Stored items:
Segment Open
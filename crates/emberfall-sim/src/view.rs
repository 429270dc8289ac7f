//! Visibility bookkeeping for movable actors.
//!
//! Each actor keeps two sets keyed by [`ActorToken`]:
//!
//! - `sees`: actors this one currently has on screen (players only).
//! - `seen_by`: actors that have this one on screen.
//!
//! Both hold weak links, so membership never keeps an actor alive. The sets
//! are only touched from the owning actor's task loop; changes that concern
//! another actor are sent to it as tasks (`observe`, `entered_by`,
//! `exit_view`, `drop_observer`). Every insert and removal is keyed by
//! membership, so an enter or exit event is produced at most once per change
//! however many paths report it.
//!
//! Two rectangles drive the tests. The screen rectangle follows the actor
//! exactly. The sticky rectangle is larger by a margin and only recentres when
//! the screen rectangle pokes out of it, so small moves do not churn the
//! sets. Containment checks use the sticky rectangle.

use std::collections::BTreeMap;

use emberfall_grid::geom::{Coord, GridPos, Rect};

use crate::actor::{live, ActorKind, ActorRef, ActorToken, WeakActor};
use crate::config::ViewConfig;

/// One member of a visibility set.
#[derive(Debug, Clone)]
pub struct ViewEntry {
    link: WeakActor,
    pub id: i64,
    pub kind: ActorKind,
}

impl ViewEntry {
    fn of(actor: &ActorRef) -> Self {
        Self {
            link: std::sync::Arc::downgrade(actor),
            id: actor.core().id(),
            kind: actor.kind(),
        }
    }

    pub fn get(&self) -> Option<ActorRef> {
        live(&self.link)
    }
}

/// Visibility change produced for the owning actor's client.
#[derive(Debug, Clone)]
pub enum ViewEvent {
    Entered(ActorRef),
    Exited { token: ActorToken, id: i64, kind: ActorKind },
}

#[derive(Debug)]
pub struct ViewState {
    half_w: Coord,
    half_h: Coord,
    margin: Coord,
    screen: Rect,
    sticky: Rect,
    /// Whether this actor keeps a `sees` set at all.
    observes: bool,
    sees: BTreeMap<ActorToken, ViewEntry>,
    seen_by: BTreeMap<ActorToken, ViewEntry>,
}

impl ViewState {
    pub fn new(config: &ViewConfig, observes: bool) -> Self {
        Self {
            half_w: config.half_width,
            half_h: config.half_height,
            margin: config.margin,
            screen: Rect::default(),
            sticky: Rect::default(),
            observes,
            sees: BTreeMap::new(),
            seen_by: BTreeMap::new(),
        }
    }

    pub fn screen(&self) -> Rect {
        self.screen
    }

    pub fn sticky(&self) -> Rect {
        self.sticky
    }

    pub fn observes(&self) -> bool {
        self.observes
    }

    pub fn sees(&self, token: ActorToken) -> bool {
        self.sees.contains_key(&token)
    }

    pub fn seen_by(&self, token: ActorToken) -> bool {
        self.seen_by.contains_key(&token)
    }

    pub fn sees_count(&self) -> usize {
        self.sees.len()
    }

    /// Live observers, for broadcasting.
    pub fn observers(&self) -> impl Iterator<Item = ActorRef> + '_ {
        self.seen_by.values().filter_map(ViewEntry::get)
    }

    /// Change the view half sizes. The sticky rectangle is rebuilt on the
    /// next [`ViewState::update`].
    pub fn set_range(&mut self, half_w: Coord, half_h: Coord) {
        self.half_w = half_w.max(1);
        self.half_h = half_h.max(1);
        self.sticky = Rect::default();
    }

    /// Recompute the rectangles for position `pos`. Returns `true` when the
    /// sticky rectangle moved.
    pub fn update(&mut self, pos: GridPos) -> bool {
        self.screen = Rect::around(pos, self.half_w, self.half_h);
        if self.sticky.contains_rect(&self.screen) {
            return false;
        }
        self.sticky = Rect::around(pos, self.half_w + self.margin, self.half_h + self.margin);
        true
    }

    /// Full refresh for actor `me` against interest-index `candidates`.
    pub fn refresh(&mut self, me: &ActorRef, candidates: &[ActorRef]) -> Vec<ViewEvent> {
        let mut events = Vec::new();
        let my_token = me.token();
        let my_zone = me.core().zone_id();
        let my_pos = me.pos();

        // Exit: targets this actor no longer sees.
        if self.observes {
            let sticky = self.sticky;
            let gone: Vec<ActorToken> = self
                .sees
                .iter()
                .filter(|(_, entry)| match entry.get() {
                    None => true,
                    Some(t) => t.core().zone_id() != my_zone || !sticky.contains(t.pos()),
                })
                .map(|(token, _)| *token)
                .collect();
            for token in gone {
                if let Some(entry) = self.sees.remove(&token) {
                    if let Some(target) = entry.link.upgrade() {
                        target.drop_observer(my_token);
                    }
                    events.push(ViewEvent::Exited {
                        token,
                        id: entry.id,
                        kind: entry.kind,
                    });
                }
            }
        }

        // Exit: observers that no longer see this actor.
        let lost: Vec<ActorToken> = self
            .seen_by
            .iter()
            .filter(|(_, entry)| match entry.get() {
                None => true,
                Some(o) => o.core().zone_id() != my_zone || !o.core().sticky().contains(my_pos),
            })
            .map(|(token, _)| *token)
            .collect();
        for token in lost {
            if let Some(entry) = self.seen_by.remove(&token) {
                if let Some(observer) = entry.link.upgrade() {
                    observer.exit_view(my_token);
                }
            }
        }

        // Enter.
        for candidate in candidates {
            let token = candidate.token();
            if token == my_token || candidate.is_destroyed() || candidate.core().zone_id() != my_zone {
                continue;
            }
            if let Some(event) = self.observe(me, candidate) {
                events.push(event);
            }
            if candidate.kind() == ActorKind::Player
                && !self.seen_by.contains_key(&token)
                && candidate.core().sticky().contains(my_pos)
            {
                candidate.observe(me.clone());
            }
        }
        events
    }

    /// Membership-checked insert of `target` into `sees`.
    pub fn observe(&mut self, me: &ActorRef, target: &ActorRef) -> Option<ViewEvent> {
        if !self.observes
            || target.token() == me.token()
            || target.is_destroyed()
            || self.sees.contains_key(&target.token())
            || !self.sticky.contains(target.pos())
        {
            return None;
        }
        self.sees.insert(target.token(), ViewEntry::of(target));
        target.entered_by(me.clone());
        Some(ViewEvent::Entered(target.clone()))
    }

    pub fn entered_by(&mut self, observer: &ActorRef) {
        self.seen_by
            .entry(observer.token())
            .or_insert_with(|| ViewEntry::of(observer));
    }

    /// `target` reported leaving. Produces the exit event only if it was seen.
    pub fn exit_view(&mut self, target: ActorToken) -> Option<ViewEvent> {
        self.sees.remove(&target).map(|entry| ViewEvent::Exited {
            token: target,
            id: entry.id,
            kind: entry.kind,
        })
    }

    pub fn drop_observer(&mut self, observer: ActorToken) {
        self.seen_by.remove(&observer);
    }

    /// Tell everyone on both sides that this actor is leaving, then forget
    /// them all.
    pub fn teardown(&mut self, me: ActorToken) {
        for entry in std::mem::take(&mut self.sees).into_values() {
            if let Some(target) = entry.link.upgrade() {
                target.drop_observer(me);
            }
        }
        for entry in std::mem::take(&mut self.seen_by).into_values() {
            if let Some(observer) = entry.link.upgrade() {
                observer.exit_view(me);
            }
        }
    }
}

// ---------------------------------------------------------------------------
// Tests
// ---------------------------------------------------------------------------

#[cfg(test)]
mod tests {
    use super::*;
    use std::sync::{Arc, Mutex};

    use emberfall_grid::geom::Vec3;
    use tokio::time::Instant;

    use crate::actor::{Actor, ActorCore};
    use crate::buff::BuffDef;
    use crate::outbound::Outbound;

    /// Records calls instead of queueing them.
    struct Probe {
        core: ActorCore,
        calls: Mutex<Vec<String>>,
    }

    impl Probe {
        fn new(kind: ActorKind, pos: GridPos, sticky: Rect) -> Arc<Self> {
            let core = ActorCore::new(1, kind, "probe", Vec3::new(pos.x, pos.y, 0));
            core.publish_sticky(sticky);
            core.set_zone(1);
            core.publish_life(10, 10);
            Arc::new(Self {
                core,
                calls: Mutex::new(Vec::new()),
            })
        }

        fn calls(&self) -> Vec<String> {
            self.calls.lock().unwrap().clone()
        }

        fn log(&self, call: String) {
            self.calls.lock().unwrap().push(call);
        }
    }

    impl Actor for Probe {
        fn core(&self) -> &ActorCore {
            &self.core
        }
        fn advance(&self, _now: Instant, _elapsed_ms: u64) {}
        fn refresh_view(&self, _candidates: Vec<ActorRef>) {}
        fn observe(&self, target: ActorRef) {
            self.log(format!("observe {}", target.token()));
        }
        fn exit_view(&self, target: ActorToken) {
            self.log(format!("exit_view {target}"));
        }
        fn drop_observer(&self, observer: ActorToken) {
            self.log(format!("drop_observer {observer}"));
        }
        fn entered_by(&self, observer: ActorRef) {
            self.log(format!("entered_by {}", observer.token()));
        }
        fn apply_damage(&self, _amount: i32, _source: Option<ActorRef>) {}
        fn add_buff(&self, _def: BuffDef) {}
        fn deliver(&self, _msg: Outbound) {}
        fn broadcast(&self, _msg: Outbound, _include_self: bool) {}
        fn send_trace_to(&self, _viewer: ActorRef) {}
        fn destroy(&self) {
            self.core.mark_destroyed();
        }
    }

    fn r(probe: &Arc<Probe>) -> ActorRef {
        probe.clone()
    }

    fn player_view(pos: GridPos) -> ViewState {
        let mut view = ViewState::new(&ViewConfig::default(), true);
        view.update(pos);
        view
    }

    fn entered(events: &[ViewEvent]) -> usize {
        events.iter().filter(|e| matches!(e, ViewEvent::Entered(_))).count()
    }

    fn exited(events: &[ViewEvent]) -> usize {
        events.iter().filter(|e| matches!(e, ViewEvent::Exited { .. })).count()
    }

    #[test]
    fn sticky_rect_only_recentres_when_screen_leaves_it() {
        let mut view = ViewState::new(&ViewConfig::default(), true);
        assert!(view.update(GridPos::new(100, 100)));
        assert_eq!(view.sticky(), Rect::new(60, 60, 80, 80));
        assert!(!view.update(GridPos::new(105, 95)));
        assert_eq!(view.screen(), Rect::new(75, 65, 60, 60));
        assert!(view.update(GridPos::new(111, 100)));
        assert_eq!(view.sticky(), Rect::new(71, 60, 80, 80));
    }

    #[test]
    fn enter_is_reported_once_across_refreshes() {
        let me_pos = GridPos::new(100, 100);
        let mut view = player_view(me_pos);
        let me: ActorRef = Probe::new(ActorKind::Player, me_pos, view.sticky());
        let wolf = Probe::new(ActorKind::Monster, GridPos::new(110, 110), Rect::default());
        let candidates = vec![me.clone(), r(&wolf)];

        let first = view.refresh(&me, &candidates);
        let second = view.refresh(&me, &candidates);
        assert_eq!(entered(&first), 1);
        assert!(second.is_empty());
        assert!(view.sees(wolf.token()));
        assert_eq!(wolf.calls(), vec![format!("entered_by {}", me.token())]);
    }

    #[test]
    fn leaving_the_sticky_rect_exits_once() {
        let me_pos = GridPos::new(100, 100);
        let mut view = player_view(me_pos);
        let me: ActorRef = Probe::new(ActorKind::Player, me_pos, view.sticky());
        let wolf = Probe::new(ActorKind::Monster, GridPos::new(110, 110), Rect::default());
        let candidates = vec![r(&wolf)];
        view.refresh(&me, &candidates);

        wolf.core.publish_pos(GridPos::new(300, 300));
        let events = view.refresh(&me, &candidates);
        assert_eq!(exited(&events), 1);
        assert!(view.refresh(&me, &candidates).is_empty());
        assert!(wolf.calls().contains(&format!("drop_observer {}", me.token())));
        // An exit report arriving by the other route is ignored.
        assert!(view.exit_view(wolf.token()).is_none());
    }

    #[test]
    fn players_whose_sticky_rect_covers_me_are_asked_to_observe() {
        let me_pos = GridPos::new(100, 100);
        let mut view = ViewState::new(&ViewConfig::default(), false);
        view.update(me_pos);
        let me: ActorRef = Probe::new(ActorKind::Monster, me_pos, view.sticky());
        let near = Probe::new(ActorKind::Player, GridPos::new(120, 100), Rect::new(80, 60, 80, 80));
        let far = Probe::new(ActorKind::Player, GridPos::new(135, 100), Rect::new(101, 60, 80, 80));
        let events = view.refresh(&me, &[r(&near), r(&far)]);

        assert!(events.is_empty(), "monsters never get view events");
        assert_eq!(near.calls(), vec![format!("observe {}", me.token())]);
        assert!(far.calls().is_empty());
    }

    #[test]
    fn departed_observers_are_told_to_exit() {
        let me_pos = GridPos::new(100, 100);
        let mut view = ViewState::new(&ViewConfig::default(), false);
        view.update(me_pos);
        let me: ActorRef = Probe::new(ActorKind::Monster, me_pos, view.sticky());
        let hero = Probe::new(ActorKind::Player, GridPos::new(120, 100), Rect::new(80, 60, 80, 80));
        view.entered_by(&r(&hero));
        assert!(view.seen_by(hero.token()));

        hero.core.publish_sticky(Rect::new(200, 200, 80, 80));
        view.refresh(&me, &[]);
        assert!(!view.seen_by(hero.token()));
        assert_eq!(hero.calls(), vec![format!("exit_view {}", me.token())]);
    }

    #[test]
    fn destroyed_targets_exit_and_teardown_notifies_both_sides() {
        let me_pos = GridPos::new(100, 100);
        let mut view = player_view(me_pos);
        let me: ActorRef = Probe::new(ActorKind::Player, me_pos, view.sticky());
        let a = Probe::new(ActorKind::Monster, GridPos::new(101, 101), Rect::default());
        let b = Probe::new(ActorKind::Monster, GridPos::new(102, 102), Rect::default());
        view.refresh(&me, &[r(&a), r(&b)]);
        assert_eq!(view.sees_count(), 2);

        a.destroy();
        let events = view.refresh(&me, &[]);
        assert_eq!(exited(&events), 1);

        let watcher: ActorRef = Probe::new(ActorKind::Player, GridPos::new(90, 90), Rect::new(50, 50, 80, 80));
        view.entered_by(&watcher);
        view.teardown(me.token());
        assert_eq!(view.sees_count(), 0);
        assert!(b.calls().contains(&format!("drop_observer {}", me.token())));
        assert!(!view.seen_by(watcher.token()));
    }
}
Segment Closed
What the exercise asks
Can you repeat, word for word, every line above from the one containing "target.drop_observer(me);" down to the one containing "use crate::buff::BuffDef;", including both?

Response area
                target.drop_observer(me);
            }
        }
        for entry in std::mem::take(&mut self.seen_by).into_values() {
            if let Some(observer) = entry.link.upgrade() {
                observer.exit_view(me);
            }
        }
    }
}

// ---------------------------------------------------------------------------
// Tests
// ---------------------------------------------------------------------------

#[cfg(test)]
mod tests {
    use super::*;
    use std::sync::{Arc, Mutex};

    use emberfall_grid::geom::Vec3;
    use tokio::time::Instant;

    use crate::actor::{Actor, ActorCore};
    use crate::buff::BuffDef;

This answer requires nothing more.